Los Angeles Chargers
- Title: Passing game specialist

Personal information
- Born: March 29, 1978 (age 48) Ypsilanti, Michigan, U.S.

Career information
- High school: Marshall (MI)
- College: Michigan State

Career history

Coaching
- LSU (2000–2002); Graduate assistant (2000); ; Defensive assistant (2001–2002); ; ; Detroit Lions (2005–2007); Offensive assistant (2005–2006); ; Quarterbacks coach (2007); ; ; San Francisco 49ers (2008) Offensive assistant; Denver Broncos (2009–2014); Wide receivers coach (2009–2010); ; Quarterbacks coach (2011–2012); ; Offensive coordinator (2013–2014); ; ; Chicago Bears (2015) Offensive coordinator; Miami Dolphins (2016–2018) Head coach; New York Jets (2019–2020) Head coach; Los Angeles Chargers (2026–present) Passing game specialist;

Operations
- LSU (2001–2002) Recruiting assistant; Detroit Lions (2003–2005) Scouting assistant; New York Jets (2019) Interim general manager;

Head coaching record
- Regular season: 32–48 (.400)
- Postseason: 0–1 (.000)
- Career: 32–49 (.395)
- Coaching profile at Pro Football Reference

= Adam Gase =

American football coach (born 1978)

Adam Joseph Gase (born March 29, 1978) is an American professional football coach who is currently the pass game coordinator for the Los Angeles Chargers of the National Football League (NFL). He was the offensive coordinator for the Denver Broncos from 2013 to 2014, whose offense set the NFL record for points scored in 2013 and helped the team reach Super Bowl XLVIII. Following this success, Gase served as the head coach of the Miami Dolphins from 2016 to 2018 and the New York Jets from 2019 to 2020.

==Playing career==
Gase played high school football for Marshall High School.

==Coaching career==
===Michigan State===
Gase began his coaching career at Michigan State while an undergraduate student. He was a student assistant to the coaching staff.

===LSU===
When Gase graduated from Michigan State, he followed coach Nick Saban to LSU for the 2000 season. In Gase's first season with LSU, he worked as a defensive graduate assistant and worked with recruiting. For the next two seasons, Gase worked full-time as a recruiting assistant for the Tigers.

===Detroit Lions===
Gase left LSU and the college ranks to become a scouting assistant for the Detroit Lions. He was hired by Steve Mariucci. Gase worked as a scouting assistant from 2003 to 2005. He also added the role of offensive assistant for the 2005 season.

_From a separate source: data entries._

pub mod toot;

use serde::{Deserialize, Serialize};

pub use toot::{MediaAttachment, MediaType, StatusContext, Toot};

/// Author snapshot carried by every toot.
#[derive(Deserialize, Serialize, Debug, Clone, PartialEq, Eq)]
pub struct Account {
    pub id: String,
    pub username: String,
    #[serde(default)]
    pub acct: String,
    #[serde(default)]
    pub display_name: String,
    pub avatar: String,
    pub url: String,
}

/// Response of `/api/v1/accounts/lookup`. Only the id is used.
#[derive(Deserialize, Debug, Clone)]
pub struct AccountLookup {
    #[serde(default)]
    pub id: Option<String>,
}
pub mod sanitize;
pub mod template;

use chrono::Locale;

use crate::{
    config::date_format::{host_locale, DateFormat},
    html,
    mastodon::{Account, MediaAttachment, Toot},
};
use sanitize::{AmmoniaSanitizer, Sanitizer};
use template::{mark_safe, SafeFragment};

/// Turns toots into `<li class="toot">` fragments.
pub struct Renderer<S = AmmoniaSanitizer> {
    sanitizer: S,
    locale: Locale,
    date_format: DateFormat,
}

impl Default for Renderer {
    fn default() -> Self {
        Self::new(AmmoniaSanitizer)
    }
}

impl<S: Sanitizer> Renderer<S> {
    pub fn new(sanitizer: S) -> Self {
        Self {
            sanitizer,
            locale: host_locale(),
            date_format: DateFormat::default(),
        }
    }

    pub fn locale(mut self, locale: Locale) -> Self {
        self.locale = locale;
        self
    }

    pub fn date_format(mut self, date_format: DateFormat) -> Self {
        self.date_format = date_format;
        self
    }

    /// Render a single toot. A reblog shows the reblogged toot with the
    /// reblogging account as a badge above its author.
    pub fn render_toot(&self, toot: &Toot) -> String {
        let (toot, booster) = match toot.reblog.as_deref() {
            Some(inner) => (inner, Some(&toot.account)),
            None => (toot, None),
        };

        let date = self.date_format.format(toot.created_at.parsed(), self.locale);
        let boost = booster.map(|account| account_link(account, "user boost", 23));
        let images: Vec<SafeFragment> = toot.images().map(attachment).collect();

        // The sanitizer output is the only unescaped upstream text.
        let body = mark_safe(self.sanitizer.clean(&toot.content));

        html!(
            r#"<li class="toot">
  <a class="permalink" href="{}"><time datetime="{}">{}</time></a>
  {}{}
  <div class="body">{}</div>
  {}
</li>"#,
            toot.permalink(),
            toot.created_at.raw(),
            date,
            boost,
            account_link(&toot.account, "user", 46),
            body,
            images,
        )
        .into_string()
    }

    /// Render toots as the `<ol class="toots">` list that replaces a marker.
    pub fn render_list(&self, toots: &[Toot]) -> SafeFragment {
        let items: Vec<SafeFragment> = toots
            .iter()
            .map(|toot| mark_safe(self.render_toot(toot)))
            .collect();
        html!("<ol class=\"toots\">\n{}</ol>\n", items)
    }
}

fn account_link(account: &Account, class: &str, size: u32) -> SafeFragment {
    let size = size.to_string();
    html!(
        r#"<a class="{}" href="{}"><img class="avatar" width="{}" height="{}" src="{}" alt=""><span class="display-name">{}</span> <span class="username">@{}</span></a>"#,
        class,
        &account.url,
        &size,
        &size,
        &account.avatar,
        &account.display_name,
        &account.username,
    )
}

fn attachment(media: &MediaAttachment) -> SafeFragment {
    html!(
        r#"<a class="attachment" href="{}" target="_blank" rel="noopener noreferrer"><img class="attachment" src="{}" alt="{}"></a>"#,
        media.href(),
        media.preview(),
        media.alt(),
    )
}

Gase stayed with the Lions under new head coach Rod Marinelli and was promoted to the team's offensive quality control coach for the 2006 season. In 2007, Mike Martz promoted Gase to the team's quarterbacks coach.

===San Francisco 49ers===
In 2008, Gase joined Mike Martz as an offensive assistant coach for the San Francisco 49ers as the team went 7–9.

===Denver Broncos===
As the offensive coordinator of the Denver Broncos under John Fox, Gase was on the sidelines during Peyton Manning's record-breaking passing season in 2013. Gase and the Broncos appeared in Super Bowl XLVIII but fell to the Seattle Seahawks in a 43–8 blowout loss. After the successful 2013 season, Gase stayed on as the offensive coordinator for the 2014 season. After Fox was fired after their loss to the Indianapolis Colts in the playoffs, he was not retained by new head coach Gary Kubiak.

===Chicago Bears===
After the Chicago Bears hired Fox as their new head coach, Gase joined the team as his offensive coordinator once again. In Gase's only season as the Bears offensive coordinator, the team finished 18th in total offense, while also recording 5,514 total net yards and 344.6 per game. The Bears finished 6–10.

===Miami Dolphins===
The Miami Dolphins announced that Gase would be the 12th head coach in franchise history on January 9, 2016. He is the first to be born after the team was founded in 1966. The Dolphins started the season with a 1–4 record, but would follow that up with a six-game winning streak. Gase finished his first season as head coach with a 10–6 record leading Miami to the playoffs for the first time since 2008. Miami finished second in the AFC East behind the eventual Super Bowl LI champion New England Patriots. In Gase's only playoff game as head coach, the Dolphins lost to the Pittsburgh Steelers by a score of 30–12 in the Wild Card Round.

Following a promising 2016 season, the Dolphins took a step back in 2017 finishing with a 6–10.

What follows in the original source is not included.